One way of doing this would be to use the DOS SWMM5.EXE engine to run all of your Monte Carlo files in a batch file as in the following example:
rem 1st model run *C:\montecarlo\swmm5.exe C:\montecarlo\SE-WWF_SW5fix60.inp C:\montecarlo\SE-WWF_SW5fix60.out * rem 2nd model run *C:\montecarlo\swmm5.exe C:\montecarlo\SE-WWF_SW5fix61.inp C:\montecarlo\SE-WWF_SW5fix61.out* rem 3rd model run *C:\montecarloswmm5.exe C:\montecarlo\SE-WWF_SW5fix62.inp C:\montecarlo\SE-WWF_SW5fix62.out * rem pause Pause to read the Continuity Error
If you use the [REPORT] function in each of the input files you can make a detailed output file. You would have to write a post processing program to extract the needed output data for your Monte Carlo analysis from each of the created output files. Each of the program SWMM 5.EXE runs are independent so you should be able to make as many runs as you need to complete the analysis.
I'm not sure if your question relates to the mechanics of running SWMM or the science of parameter uncertainty. If it relates to uncertainty, its an active area of research and application. For example, At the National Weather Service Office of Hydrology, we're using this sort of approach, to produce probabilistic river (height, flow, volume, soil moisture) forecasts over time scales from several hours to seasonal. There is also activity at the international level under the MOPEX project. The term we use for this is ensemble modeling. Its different from the meaning of tat term in weather forecasting. The meteorological community uses the term generally to mean multiple model ensembles. The hydrologic community generally uses the term to mean single model with probabilistic input. Although both communities do define it the same way when they become more specific.
In doing this type of work its quite important to ensure that the variability in the inputs properly represent the true variability likely to be encountered in terms of shape, scale and bias of the distribution.
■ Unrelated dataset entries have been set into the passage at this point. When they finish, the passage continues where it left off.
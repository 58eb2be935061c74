//! Loan application, detail and workflow endpoints.
//!
//! ```text
//! GET  /dashboard/apply-loan
//! POST /dashboard/apply-loan             {"clientName":"Acme Traders",...}
//! GET  /dashboard/loans/{id}
//! GET  /dashboard/loans/{id}/edit
//! POST /dashboard/loans/{id}/edit        {"clientName":"Acme Traders",...}
//! POST /dashboard/loans/{id}/status      {"status":"REJECTED","reason":"Weak cash flow"}
//! POST /dashboard/loans/{id}/delete
//! POST /dashboard/loans/{id}/sanction    {"sanctionedAmount":450000,"approvedInterestRate":10.75}
//! ```
//!
//! Every successful mutation sends the stored listings back to page 0.

use actix_web::http::header;
use actix_web::{HttpResponse, get, post, web};
use serde::{Deserialize, Serialize};

use super::ApiResult;
use super::guard::enter;
use super::schemas::{
    EmiBreakdownSchema, ErrorSchema, LoanApplicationSchema, LoanSchema, SanctionSchema,
};
use super::session::SessionContext;
use super::state::HttpState;
use crate::domain::{
    EmiBreakdown, Error, Identity, Loan, LoanAction, LoanApplication, LoanDesk, LoanId,
    LoanStatus, LoanType, PortalRoute, Role, Sanction, authorize_edit, available_actions,
};

/// Loan page of the detail screen.
#[derive(Debug, Serialize, utoipa::ToSchema)]
#[serde(rename_all = "camelCase")]
pub struct LoanDetailView {
    #[schema(value_type = LoanSchema)]
    pub loan: Loan,
    /// Workflow actions the caller may trigger now.
    #[schema(value_type = Vec<String>, example = json!(["under-review"]))]
    pub available_actions: Vec<LoanAction>,
    /// A mutating call for this loan is still waiting on the backend.
    pub pending_action: bool,
    #[schema(value_type = Option<EmiBreakdownSchema>)]
    pub emi: Option<EmiBreakdown>,
    pub can_edit: bool,
    pub can_delete: bool,
    pub can_sanction: bool,
}

impl LoanDetailView {
    fn render(loan: Loan, actor: &Identity, desk: &LoanDesk) -> Self {
        let available_actions = available_actions(&loan, actor);
        let pending_action = desk.pending(&loan.id);
        let emi = LoanApplication::from(&loan).emi();
        let can_edit = authorize_edit(&loan, actor).is_ok();
        let is_admin = actor.role == Role::Admin;
        let can_sanction = is_admin && loan.status == LoanStatus::UnderReview;
        Self {
            loan,
            available_actions,
            pending_action,
            emi,
            can_edit,
            can_delete: is_admin,
            can_sanction,
        }
    }
}

/// Empty application form.
#[derive(Debug, Serialize, utoipa::ToSchema)]
#[serde(rename_all = "camelCase")]
pub struct ApplyLoanView {
    #[schema(example = "/dashboard/apply-loan")]
    pub action: &'static str,
    /// Endpoint recomputing the EMI while the form is edited.
    #[schema(example = "/dashboard/emi-preview")]
    pub emi_preview: &'static str,
    #[schema(value_type = Vec<String>, example = json!(["TERM_LOAN", "WORKING_CAPITAL"]))]
    pub loan_types: [LoanType; 4],
}

/// Draft loaded into the edit form.
#[derive(Debug, Serialize, utoipa::ToSchema)]
#[serde(rename_all = "camelCase")]
pub struct EditLoanView {
    #[schema(value_type = String, example = "loan-1")]
    pub loan_id: LoanId,
    #[schema(value_type = LoanApplicationSchema)]
    pub application: LoanApplication,
    #[schema(value_type = Option<EmiBreakdownSchema>)]
    pub emi: Option<EmiBreakdown>,
}

/// Body of `POST /dashboard/loans/{id}/status`.
#[derive(Debug, Deserialize, Serialize, utoipa::ToSchema)]
pub struct StatusChangeRequest {
    /// Target status.
    #[schema(value_type = String, example = "REJECTED")]
    pub status: LoanStatus,
    /// Mandatory when rejecting.
    #[schema(example = "Weak cash flow")]
    pub reason: Option<String>,
}

fn loan_id(raw: &str) -> Result<LoanId, Error> {
    LoanId::new(raw).map_err(|err| {
        Error::invalid_request(err.to_string()).with_details(serde_json::json!({ "field": "id" }))
    })
}

fn detail_location(id: &LoanId) -> String {
    format!("{}/{id}", PortalRoute::Loans.path())
}

/// Blank application form.
#[utoipa::path(
    get,
    path = "/dashboard/apply-loan",
    responses(
        (status = 200, description = "Application form", body = ApplyLoanView),
        (status = 303, description = "No session; redirect to /login")
    ),
    tags = ["loans"],
    operation_id = "applyLoanForm"
)]
#[get("/dashboard/apply-loan")]
pub async fn apply_loan_form(
    state: web::Data<HttpState>,
    session: SessionContext,
) -> ApiResult<web::Json<ApplyLoanView>> {
    enter(&state, &session, PortalRoute::ApplyLoan).await?;
    Ok(web::Json(ApplyLoanView {
        action: PortalRoute::ApplyLoan.path(),
        emi_preview: "/dashboard/emi-preview",
        loan_types: [
            LoanType::TermLoan,
            LoanType::WorkingCapital,
            LoanType::Overdraft,
            LoanType::SmeLoan,
        ],
    }))
}

/// Submit a new application; the backend stores it as a DRAFT.
#[utoipa::path(
    post,
    path = "/dashboard/apply-loan",
    request_body = LoanApplicationSchema,
    responses(
        (status = 201, description = "Draft created", body = LoanDetailView),
        (status = 303, description = "No session; redirect to /login"),
        (status = 400, description = "Invalid application", body = ErrorSchema),
        (status = 403, description = "Administrators cannot apply", body = ErrorSchema),
        (status = 502, description = "Backend refused the application", body = ErrorSchema)
    ),
    tags = ["loans"],
    operation_id = "applyLoan"
)]
#[post("/dashboard/apply-loan")]
pub async fn apply_loan(
    state: web::Data<HttpState>,
    session: SessionContext,
    payload: web::Json<LoanApplication>,
) -> ApiResult<HttpResponse> {
    let current = enter(&state, &session, PortalRoute::ApplyLoan).await?;
    let created = session.settle(state.desk.create(&current, &payload).await)?;
    session.reset_listings()?;
    Ok(HttpResponse::Created()
        .insert_header((header::LOCATION, detail_location(&created.id)))
        .json(LoanDetailView::render(
            created,
            current.identity(),
            &state.desk,
        )))
}

/// Loan detail with the actions open to the caller.
#[utoipa::path(
    get,
    path = "/dashboard/loans/{id}",
    params(("id" = String, Path, description = "Loan identifier")),
    responses(
        (status = 200, description = "Loan detail", body = LoanDetailView),
        (status = 303, description = "No session, or the loan does not exist"),
        (status = 503, description = "Backend unavailable", body = ErrorSchema)
    ),
    tags = ["loans"],
    operation_id = "loanDetail"
)]
#[get("/dashboard/loans/{id}")]
pub async fn loan_detail(
    state: web::Data<HttpState>,
    session: SessionContext,
    path: web::Path<String>,
) -> ApiResult<web::Json<LoanDetailView>> {
    let current = enter(&state, &session, PortalRoute::LoanDetail).await?;
    let id = loan_id(&path)?;
    let loan = session.settle(state.desk.fetch(&current, &id).await)?;
    Ok(web::Json(LoanDetailView::render(
        loan,
        current.identity(),
        &state.desk,
    )))
}

/// Draft loaded into the edit form.
#[utoipa::path(
    get,
    path = "/dashboard/loans/{id}/edit",
    params(("id" = String, Path, description = "Loan identifier")),
    responses(
        (status = 200, description = "Editable draft", body = EditLoanView),
        (status = 303, description = "No session, or the loan does not exist"),
        (status = 403, description = "Not the owner", body = ErrorSchema),
        (status = 409, description = "Loan is no longer a draft", body = ErrorSchema)
    ),
    tags = ["loans"],
    operation_id = "editLoanForm"
)]
#[get("/dashboard/loans/{id}/edit")]
pub async fn edit_loan_form(
    state: web::Data<HttpState>,
    session: SessionContext,
    path: web::Path<String>,
) -> ApiResult<web::Json<EditLoanView>> {
    let current = enter(&state, &session, PortalRoute::EditLoan).await?;
    let id = loan_id(&path)?;
    let loan = session.settle(state.desk.fetch(&current, &id).await)?;
    authorize_edit(&loan, current.identity())?;
    let application = LoanApplication::from(&loan);
    Ok(web::Json(EditLoanView {
        emi: application.emi(),
        loan_id: loan.id,
        application,
    }))
}

/// Replace the editable fields of a draft.
#[utoipa::path(
    post,
    path = "/dashboard/loans/{id}/edit",
    params(("id" = String, Path, description = "Loan identifier")),
    request_body = LoanApplicationSchema,
    responses(
        (status = 200, description = "Draft updated", body = LoanDetailView),
        (status = 400, description = "Invalid application", body = ErrorSchema),
        (status = 403, description = "Not the owner", body = ErrorSchema),
        (status = 409, description = "Not a draft, or another action is pending", body = ErrorSchema)
    ),
    tags = ["loans"],
    operation_id = "editLoan"
)]
#[post("/dashboard/loans/{id}/edit")]
pub async fn edit_loan(
    state: web::Data<HttpState>,
    session: SessionContext,
    path: web::Path<String>,
    payload: web::Json<LoanApplication>,
) -> ApiResult<web::Json<LoanDetailView>> {
    let current = enter(&state, &session, PortalRoute::EditLoan).await?;
    let id = loan_id(&path)?;
    let updated = session.settle(state.desk.edit(&current, &id, &payload).await)?;
    session.reset_listings()?;
    Ok(web::Json(LoanDetailView::render(
        updated,
        current.identity(),
        &state.desk,
    )))
}

/// Move a loan to another status: submit, review, approve or reject.
#[utoipa::path(
    post,
    path = "/dashboard/loans/{id}/status",
    params(("id" = String, Path, description = "Loan identifier")),
    request_body = StatusChangeRequest,
    responses(
        (status = 200, description = "Transition confirmed", body = LoanDetailView),
        (status = 403, description = "Role or ownership forbids the action", body = ErrorSchema),
        (status = 409, description = "Invalid transition or action pending", body = ErrorSchema),
        (status = 422, description = "Rejection without a reason", body = ErrorSchema),
        (status = 502, description = "Backend refused the transition", body = ErrorSchema)
    ),
    tags = ["loans"],
    operation_id = "changeLoanStatus"
)]
#[post("/dashboard/loans/{id}/status")]
pub async fn change_status(
    state: web::Data<HttpState>,
    session: SessionContext,
    path: web::Path<String>,
    payload: web::Json<StatusChangeRequest>,
) -> ApiResult<web::Json<LoanDetailView>> {
    let current = enter(&state, &session, PortalRoute::LoanDetail).await?;
    let id = loan_id(&path)?;
    let StatusChangeRequest { status, reason } = payload.into_inner();
    let updated = session.settle(
        state
            .desk
            .transition(&current, &id, status, reason.as_deref())
            .await,
    )?;
    session.reset_listings()?;
    Ok(web::Json(LoanDetailView::render(
        updated,
        current.identity(),
        &state.desk,
    )))
}

/// Soft-delete a loan. Administrators only.
#[utoipa::path(
    post,
    path = "/dashboard/loans/{id}/delete",
    params(("id" = String, Path, description = "Loan identifier")),
    responses(
        (status = 200, description = "Loan marked deleted", body = LoanDetailView),
        (status = 403, description = "Not an administrator", body = ErrorSchema),
        (status = 409, description = "Another action is pending", body = ErrorSchema)
    ),
    tags = ["review"],
    operation_id = "deleteLoan"
)]
#[post("/dashboard/loans/{id}/delete")]
pub async fn delete_loan(
    state: web::Data<HttpState>,
    session: SessionContext,
    path: web::Path<String>,
) -> ApiResult<web::Json<LoanDetailView>> {
    let current = enter(&state, &session, PortalRoute::LoanDetail).await?;
    let id = loan_id(&path)?;
    let deleted = session.settle(state.desk.delete(&current, &id).await)?;
    session.reset_listings()?;
    Ok(web::Json(LoanDetailView::render(
        deleted,
        current.identity(),
        &state.desk,
    )))
}

/// Record sanctioned terms on a loan under review. Administrators only.
#[utoipa::path(
    post,
    path = "/dashboard/loans/{id}/sanction",
    params(("id" = String, Path, description = "Loan identifier")),
    request_body = SanctionSchema,
    responses(
        (status = 200, description = "Sanction recorded", body = LoanDetailView),
        (status = 400, description = "Non-positive terms", body = ErrorSchema),
        (status = 403, description = "Not an administrator", body = ErrorSchema),
        (status = 409, description = "Loan is not under review", body = ErrorSchema)
    ),
    tags = ["review"],
    operation_id = "sanctionLoan"
)]
#[post("/dashboard/loans/{id}/sanction")]
pub async fn sanction_loan(
    state: web::Data<HttpState>,
    session: SessionContext,
    path: web::Path<String>,
    payload: web::Json<Sanction>,
) -> ApiResult<web::Json<LoanDetailView>> {
    let current = enter(&state, &session, PortalRoute::LoanDetail).await?;
    let id = loan_id(&path)?;
    let updated = session.settle(state.desk.sanction(&current, &id, &payload).await)?;
    session.reset_listings()?;
    Ok(web::Json(LoanDetailView::render(
        updated,
        current.identity(),
        &state.desk,
    )))
}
Without that, its hard to assign much meaning the statistics of the outputs if you're trying to relate the output to natural variability.
There is also a lot of work going on using ensembles for data assimilation which tries to figure out how to adjust model states to represent ongoing reality and for forecast verification.
You could find discussion of this type of work by using search terms such as ensemble, data assimilation, verification, Schaake Shuffle, John Schaake, DongJun Seo, Julie Demargne, etc. The work is often published through AGU.
If you use the REPORT section of SWMM to extract selected time series, you can use existing functionality in NetSTORM to load the SWMM report file results into an Access database. See the help text at:
The program does not currently have functionality to identify different runs (e.g. add a field with the source filename), but I could easily add that if it would help anyone.